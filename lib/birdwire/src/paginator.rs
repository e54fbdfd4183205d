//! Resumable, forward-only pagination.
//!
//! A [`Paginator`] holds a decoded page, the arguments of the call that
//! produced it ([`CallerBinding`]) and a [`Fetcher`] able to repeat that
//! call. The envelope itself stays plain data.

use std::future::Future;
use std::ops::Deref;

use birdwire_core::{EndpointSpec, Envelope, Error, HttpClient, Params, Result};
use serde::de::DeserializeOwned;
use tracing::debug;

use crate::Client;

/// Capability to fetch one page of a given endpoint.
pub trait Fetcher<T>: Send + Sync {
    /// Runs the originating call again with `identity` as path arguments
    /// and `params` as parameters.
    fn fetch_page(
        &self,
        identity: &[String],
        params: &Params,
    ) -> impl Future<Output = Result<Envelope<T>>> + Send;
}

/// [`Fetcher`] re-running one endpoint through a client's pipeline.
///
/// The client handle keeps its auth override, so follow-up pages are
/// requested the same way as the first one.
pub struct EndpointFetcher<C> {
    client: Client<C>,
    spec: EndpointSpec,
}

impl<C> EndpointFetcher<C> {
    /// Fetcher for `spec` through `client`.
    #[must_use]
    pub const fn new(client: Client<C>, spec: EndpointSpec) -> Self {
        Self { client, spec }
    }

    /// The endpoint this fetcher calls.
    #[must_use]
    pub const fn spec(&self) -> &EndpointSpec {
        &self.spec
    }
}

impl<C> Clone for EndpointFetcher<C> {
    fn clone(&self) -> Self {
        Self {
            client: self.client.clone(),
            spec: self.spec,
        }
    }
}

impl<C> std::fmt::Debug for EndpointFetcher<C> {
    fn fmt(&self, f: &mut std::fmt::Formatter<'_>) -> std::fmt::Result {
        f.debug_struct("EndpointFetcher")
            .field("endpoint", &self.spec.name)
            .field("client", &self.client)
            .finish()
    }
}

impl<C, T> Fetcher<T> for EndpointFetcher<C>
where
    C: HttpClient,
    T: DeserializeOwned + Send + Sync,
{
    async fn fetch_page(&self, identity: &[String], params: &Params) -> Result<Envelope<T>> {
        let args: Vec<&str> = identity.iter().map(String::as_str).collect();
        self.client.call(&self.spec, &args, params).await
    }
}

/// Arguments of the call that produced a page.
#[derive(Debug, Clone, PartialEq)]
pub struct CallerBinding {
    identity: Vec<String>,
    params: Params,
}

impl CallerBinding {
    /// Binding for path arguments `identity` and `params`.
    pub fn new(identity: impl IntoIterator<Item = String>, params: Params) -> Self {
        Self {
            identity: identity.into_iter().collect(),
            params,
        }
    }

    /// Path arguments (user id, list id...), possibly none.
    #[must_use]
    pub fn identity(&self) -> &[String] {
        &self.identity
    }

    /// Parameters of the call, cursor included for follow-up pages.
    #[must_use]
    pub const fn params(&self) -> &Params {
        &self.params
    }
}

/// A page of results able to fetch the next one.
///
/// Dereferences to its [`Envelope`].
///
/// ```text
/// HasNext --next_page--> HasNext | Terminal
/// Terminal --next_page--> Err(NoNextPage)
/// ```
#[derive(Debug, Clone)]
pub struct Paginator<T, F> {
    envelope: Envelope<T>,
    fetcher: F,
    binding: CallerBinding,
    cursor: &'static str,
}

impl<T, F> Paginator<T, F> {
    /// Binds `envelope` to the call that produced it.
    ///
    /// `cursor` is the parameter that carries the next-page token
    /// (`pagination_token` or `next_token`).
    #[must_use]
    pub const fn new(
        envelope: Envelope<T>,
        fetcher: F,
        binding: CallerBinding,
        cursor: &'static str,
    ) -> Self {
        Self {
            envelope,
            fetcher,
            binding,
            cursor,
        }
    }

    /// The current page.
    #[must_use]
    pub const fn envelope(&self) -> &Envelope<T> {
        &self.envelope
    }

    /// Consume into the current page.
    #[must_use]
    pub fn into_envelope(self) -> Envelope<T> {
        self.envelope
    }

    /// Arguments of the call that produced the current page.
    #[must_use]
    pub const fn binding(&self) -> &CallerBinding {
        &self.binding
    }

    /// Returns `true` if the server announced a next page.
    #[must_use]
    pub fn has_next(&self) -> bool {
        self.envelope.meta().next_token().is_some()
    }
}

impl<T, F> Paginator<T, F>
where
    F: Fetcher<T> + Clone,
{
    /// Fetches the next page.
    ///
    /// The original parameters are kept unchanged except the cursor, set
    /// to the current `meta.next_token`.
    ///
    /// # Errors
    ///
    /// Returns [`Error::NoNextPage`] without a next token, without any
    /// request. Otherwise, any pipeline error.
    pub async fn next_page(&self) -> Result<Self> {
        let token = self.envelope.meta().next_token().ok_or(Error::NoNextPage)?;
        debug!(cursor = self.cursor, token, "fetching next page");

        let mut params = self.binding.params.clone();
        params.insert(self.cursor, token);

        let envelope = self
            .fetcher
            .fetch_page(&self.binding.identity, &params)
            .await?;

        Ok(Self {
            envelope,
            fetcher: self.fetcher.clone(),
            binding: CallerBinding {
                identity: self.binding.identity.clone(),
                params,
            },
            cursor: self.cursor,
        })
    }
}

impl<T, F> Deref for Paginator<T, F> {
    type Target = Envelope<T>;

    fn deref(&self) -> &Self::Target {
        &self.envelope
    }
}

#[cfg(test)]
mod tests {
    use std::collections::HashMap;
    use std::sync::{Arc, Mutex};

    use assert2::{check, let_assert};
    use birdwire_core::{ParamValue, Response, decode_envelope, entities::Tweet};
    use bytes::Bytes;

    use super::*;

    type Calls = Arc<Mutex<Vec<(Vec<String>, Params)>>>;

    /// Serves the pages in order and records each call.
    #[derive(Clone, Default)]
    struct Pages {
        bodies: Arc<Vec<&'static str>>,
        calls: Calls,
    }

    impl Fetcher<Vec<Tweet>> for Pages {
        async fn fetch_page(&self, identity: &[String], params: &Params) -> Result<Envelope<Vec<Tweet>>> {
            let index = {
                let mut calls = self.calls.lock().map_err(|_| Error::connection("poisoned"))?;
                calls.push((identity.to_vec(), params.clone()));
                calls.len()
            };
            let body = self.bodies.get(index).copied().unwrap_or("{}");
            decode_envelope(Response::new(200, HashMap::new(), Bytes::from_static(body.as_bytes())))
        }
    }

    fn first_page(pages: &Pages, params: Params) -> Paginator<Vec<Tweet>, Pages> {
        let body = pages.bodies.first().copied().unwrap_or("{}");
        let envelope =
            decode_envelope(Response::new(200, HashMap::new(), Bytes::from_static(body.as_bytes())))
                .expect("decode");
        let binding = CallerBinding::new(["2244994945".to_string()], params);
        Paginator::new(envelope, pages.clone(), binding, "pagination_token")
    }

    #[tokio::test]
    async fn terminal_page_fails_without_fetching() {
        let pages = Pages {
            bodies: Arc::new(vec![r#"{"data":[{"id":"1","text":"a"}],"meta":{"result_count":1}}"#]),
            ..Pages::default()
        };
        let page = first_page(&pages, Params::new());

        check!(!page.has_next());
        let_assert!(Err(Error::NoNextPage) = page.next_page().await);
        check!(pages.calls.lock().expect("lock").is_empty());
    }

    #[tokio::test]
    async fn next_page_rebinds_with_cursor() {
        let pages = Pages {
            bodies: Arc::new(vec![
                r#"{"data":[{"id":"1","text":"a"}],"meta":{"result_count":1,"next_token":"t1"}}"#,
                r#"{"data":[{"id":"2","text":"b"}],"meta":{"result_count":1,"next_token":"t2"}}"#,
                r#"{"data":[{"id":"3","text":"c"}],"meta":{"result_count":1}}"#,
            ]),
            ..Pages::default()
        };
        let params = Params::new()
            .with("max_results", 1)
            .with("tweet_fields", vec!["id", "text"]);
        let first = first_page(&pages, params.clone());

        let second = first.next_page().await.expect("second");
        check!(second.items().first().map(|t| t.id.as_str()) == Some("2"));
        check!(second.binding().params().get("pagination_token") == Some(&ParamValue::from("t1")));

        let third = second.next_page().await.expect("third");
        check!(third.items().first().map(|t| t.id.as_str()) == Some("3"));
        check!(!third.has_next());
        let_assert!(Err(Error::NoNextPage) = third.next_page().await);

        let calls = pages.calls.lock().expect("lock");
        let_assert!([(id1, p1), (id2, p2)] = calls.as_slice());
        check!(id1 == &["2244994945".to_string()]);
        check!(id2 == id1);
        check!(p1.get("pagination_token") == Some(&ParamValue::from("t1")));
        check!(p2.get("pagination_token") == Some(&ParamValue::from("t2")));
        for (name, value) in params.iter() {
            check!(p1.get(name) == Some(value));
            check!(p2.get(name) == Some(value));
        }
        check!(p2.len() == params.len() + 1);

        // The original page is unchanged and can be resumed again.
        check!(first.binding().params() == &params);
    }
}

==

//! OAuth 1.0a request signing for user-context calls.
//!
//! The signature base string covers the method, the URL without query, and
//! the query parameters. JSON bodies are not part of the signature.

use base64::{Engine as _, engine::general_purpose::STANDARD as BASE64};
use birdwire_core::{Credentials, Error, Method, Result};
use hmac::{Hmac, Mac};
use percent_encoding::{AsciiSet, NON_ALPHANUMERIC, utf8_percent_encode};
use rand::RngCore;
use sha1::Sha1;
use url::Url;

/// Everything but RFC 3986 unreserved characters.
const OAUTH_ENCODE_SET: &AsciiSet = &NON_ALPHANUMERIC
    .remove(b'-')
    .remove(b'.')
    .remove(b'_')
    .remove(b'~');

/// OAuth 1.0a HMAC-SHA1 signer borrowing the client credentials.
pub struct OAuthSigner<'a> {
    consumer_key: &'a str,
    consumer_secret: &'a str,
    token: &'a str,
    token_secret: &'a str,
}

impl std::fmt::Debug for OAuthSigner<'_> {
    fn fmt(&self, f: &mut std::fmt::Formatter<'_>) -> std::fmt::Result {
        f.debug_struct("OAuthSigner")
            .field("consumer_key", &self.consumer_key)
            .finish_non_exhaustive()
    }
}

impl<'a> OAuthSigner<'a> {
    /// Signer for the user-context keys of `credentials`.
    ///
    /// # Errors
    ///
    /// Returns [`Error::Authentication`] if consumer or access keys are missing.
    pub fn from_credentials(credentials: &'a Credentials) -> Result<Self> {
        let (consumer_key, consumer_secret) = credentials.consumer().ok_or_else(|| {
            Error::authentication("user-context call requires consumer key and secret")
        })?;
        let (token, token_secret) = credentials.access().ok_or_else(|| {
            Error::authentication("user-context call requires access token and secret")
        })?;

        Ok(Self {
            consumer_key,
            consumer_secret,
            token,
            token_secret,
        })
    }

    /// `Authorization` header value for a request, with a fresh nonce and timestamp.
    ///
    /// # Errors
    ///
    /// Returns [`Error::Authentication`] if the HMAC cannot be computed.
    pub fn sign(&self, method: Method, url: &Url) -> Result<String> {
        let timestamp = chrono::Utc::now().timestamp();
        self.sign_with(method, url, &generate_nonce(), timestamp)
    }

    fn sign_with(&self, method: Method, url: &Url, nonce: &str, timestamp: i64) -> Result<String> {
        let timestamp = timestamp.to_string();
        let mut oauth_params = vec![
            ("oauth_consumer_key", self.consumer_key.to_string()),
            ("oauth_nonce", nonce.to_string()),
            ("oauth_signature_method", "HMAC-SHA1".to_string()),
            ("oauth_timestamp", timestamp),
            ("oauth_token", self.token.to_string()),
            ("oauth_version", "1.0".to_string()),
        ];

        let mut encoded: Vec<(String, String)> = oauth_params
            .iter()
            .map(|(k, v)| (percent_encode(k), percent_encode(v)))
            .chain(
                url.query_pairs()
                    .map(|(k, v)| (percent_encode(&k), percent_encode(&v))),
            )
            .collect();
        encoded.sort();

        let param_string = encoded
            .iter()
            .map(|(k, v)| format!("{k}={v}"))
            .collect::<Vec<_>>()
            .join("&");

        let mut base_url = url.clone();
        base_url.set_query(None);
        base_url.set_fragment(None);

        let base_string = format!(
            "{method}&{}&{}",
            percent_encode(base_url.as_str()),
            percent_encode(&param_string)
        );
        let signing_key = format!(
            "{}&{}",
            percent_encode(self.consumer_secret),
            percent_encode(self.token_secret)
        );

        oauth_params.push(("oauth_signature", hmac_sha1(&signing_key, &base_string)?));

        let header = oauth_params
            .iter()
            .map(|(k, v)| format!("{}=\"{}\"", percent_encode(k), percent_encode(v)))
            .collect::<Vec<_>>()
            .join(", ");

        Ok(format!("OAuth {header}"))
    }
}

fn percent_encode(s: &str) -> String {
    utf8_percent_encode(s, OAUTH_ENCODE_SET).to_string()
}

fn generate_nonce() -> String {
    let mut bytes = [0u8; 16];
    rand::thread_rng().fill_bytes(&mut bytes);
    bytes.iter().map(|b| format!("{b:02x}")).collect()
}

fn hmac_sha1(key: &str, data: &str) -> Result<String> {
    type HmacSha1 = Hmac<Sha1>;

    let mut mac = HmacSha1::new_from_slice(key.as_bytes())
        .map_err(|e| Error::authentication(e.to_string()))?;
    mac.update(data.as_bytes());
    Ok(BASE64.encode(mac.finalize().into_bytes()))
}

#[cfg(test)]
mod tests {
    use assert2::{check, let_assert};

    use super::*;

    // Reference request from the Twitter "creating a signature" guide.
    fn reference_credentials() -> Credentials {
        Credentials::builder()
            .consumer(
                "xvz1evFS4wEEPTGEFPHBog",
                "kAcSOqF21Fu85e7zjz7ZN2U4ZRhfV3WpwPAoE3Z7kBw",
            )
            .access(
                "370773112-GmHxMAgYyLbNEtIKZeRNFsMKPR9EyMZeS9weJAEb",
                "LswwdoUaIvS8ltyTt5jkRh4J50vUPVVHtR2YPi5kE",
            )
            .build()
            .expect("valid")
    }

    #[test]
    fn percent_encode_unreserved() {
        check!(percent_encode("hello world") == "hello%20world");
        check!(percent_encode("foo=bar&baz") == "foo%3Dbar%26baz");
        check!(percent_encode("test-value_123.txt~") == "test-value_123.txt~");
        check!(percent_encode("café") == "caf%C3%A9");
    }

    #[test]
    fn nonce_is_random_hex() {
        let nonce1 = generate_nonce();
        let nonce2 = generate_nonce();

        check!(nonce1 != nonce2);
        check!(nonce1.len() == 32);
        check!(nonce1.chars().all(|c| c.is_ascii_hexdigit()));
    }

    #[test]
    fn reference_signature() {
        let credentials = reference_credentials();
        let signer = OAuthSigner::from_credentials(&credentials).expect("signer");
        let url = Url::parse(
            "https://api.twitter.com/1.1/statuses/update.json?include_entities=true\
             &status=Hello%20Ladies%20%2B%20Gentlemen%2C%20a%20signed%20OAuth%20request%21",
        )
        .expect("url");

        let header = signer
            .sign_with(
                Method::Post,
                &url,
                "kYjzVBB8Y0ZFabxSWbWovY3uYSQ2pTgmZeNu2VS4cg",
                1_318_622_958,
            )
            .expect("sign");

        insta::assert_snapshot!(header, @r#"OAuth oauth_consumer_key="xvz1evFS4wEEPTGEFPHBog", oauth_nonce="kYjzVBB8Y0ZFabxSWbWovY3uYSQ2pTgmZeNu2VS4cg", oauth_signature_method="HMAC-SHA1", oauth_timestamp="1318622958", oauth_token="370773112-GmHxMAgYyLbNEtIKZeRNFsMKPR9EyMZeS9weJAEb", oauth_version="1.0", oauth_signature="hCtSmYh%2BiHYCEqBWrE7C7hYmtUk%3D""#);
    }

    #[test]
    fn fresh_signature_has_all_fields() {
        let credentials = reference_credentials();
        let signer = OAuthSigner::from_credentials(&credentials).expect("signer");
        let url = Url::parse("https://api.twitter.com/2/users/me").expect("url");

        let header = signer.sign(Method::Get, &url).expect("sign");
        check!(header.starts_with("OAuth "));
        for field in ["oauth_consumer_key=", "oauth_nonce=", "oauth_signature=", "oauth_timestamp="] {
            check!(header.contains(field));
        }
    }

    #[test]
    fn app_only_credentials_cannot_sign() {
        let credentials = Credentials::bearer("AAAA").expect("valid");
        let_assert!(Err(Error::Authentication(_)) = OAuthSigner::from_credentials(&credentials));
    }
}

* * *

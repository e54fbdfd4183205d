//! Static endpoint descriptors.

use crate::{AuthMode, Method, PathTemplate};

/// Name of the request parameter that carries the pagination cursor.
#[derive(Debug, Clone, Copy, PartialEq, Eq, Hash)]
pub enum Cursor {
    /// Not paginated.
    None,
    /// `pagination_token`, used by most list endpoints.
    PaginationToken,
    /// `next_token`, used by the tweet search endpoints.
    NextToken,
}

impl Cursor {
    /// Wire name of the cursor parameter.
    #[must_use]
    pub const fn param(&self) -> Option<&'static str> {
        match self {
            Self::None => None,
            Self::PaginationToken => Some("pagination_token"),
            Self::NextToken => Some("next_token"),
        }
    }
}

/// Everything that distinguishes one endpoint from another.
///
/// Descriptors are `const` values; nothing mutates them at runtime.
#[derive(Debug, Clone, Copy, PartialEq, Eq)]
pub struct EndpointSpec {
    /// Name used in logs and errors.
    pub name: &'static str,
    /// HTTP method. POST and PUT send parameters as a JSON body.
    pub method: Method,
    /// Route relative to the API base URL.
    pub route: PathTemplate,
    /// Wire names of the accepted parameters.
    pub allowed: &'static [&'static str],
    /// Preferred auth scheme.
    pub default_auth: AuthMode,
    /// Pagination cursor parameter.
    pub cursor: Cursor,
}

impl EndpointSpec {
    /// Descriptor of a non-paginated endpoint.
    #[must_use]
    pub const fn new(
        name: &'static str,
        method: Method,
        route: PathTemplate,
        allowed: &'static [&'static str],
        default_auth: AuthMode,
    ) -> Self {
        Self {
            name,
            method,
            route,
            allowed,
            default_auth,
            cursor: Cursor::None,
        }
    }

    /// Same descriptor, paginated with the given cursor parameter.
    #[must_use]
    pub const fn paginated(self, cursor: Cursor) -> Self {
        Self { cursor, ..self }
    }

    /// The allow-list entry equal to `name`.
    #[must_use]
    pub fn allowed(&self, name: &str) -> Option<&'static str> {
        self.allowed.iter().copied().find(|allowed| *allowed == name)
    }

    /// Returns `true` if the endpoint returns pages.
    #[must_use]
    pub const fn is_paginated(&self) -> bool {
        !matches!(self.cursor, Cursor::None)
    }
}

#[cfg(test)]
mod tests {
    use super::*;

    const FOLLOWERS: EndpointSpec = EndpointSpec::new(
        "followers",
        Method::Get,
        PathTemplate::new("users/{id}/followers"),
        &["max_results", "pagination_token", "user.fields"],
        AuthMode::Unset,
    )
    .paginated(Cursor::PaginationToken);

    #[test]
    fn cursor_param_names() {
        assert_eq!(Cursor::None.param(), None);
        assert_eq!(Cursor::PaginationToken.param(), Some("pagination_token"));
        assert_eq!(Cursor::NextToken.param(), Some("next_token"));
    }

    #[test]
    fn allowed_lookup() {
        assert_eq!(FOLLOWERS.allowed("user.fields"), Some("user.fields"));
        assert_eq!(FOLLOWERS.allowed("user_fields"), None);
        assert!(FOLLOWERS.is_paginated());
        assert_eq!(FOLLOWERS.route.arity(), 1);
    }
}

• _ACTIVITY_: The answer must be every line from the records above that contains the word "update", copied out.

• _REPLY_:
    mac.update(data.as_bytes());
            "https://api.twitter.com/1.1/statuses/update.json?include_entities=true\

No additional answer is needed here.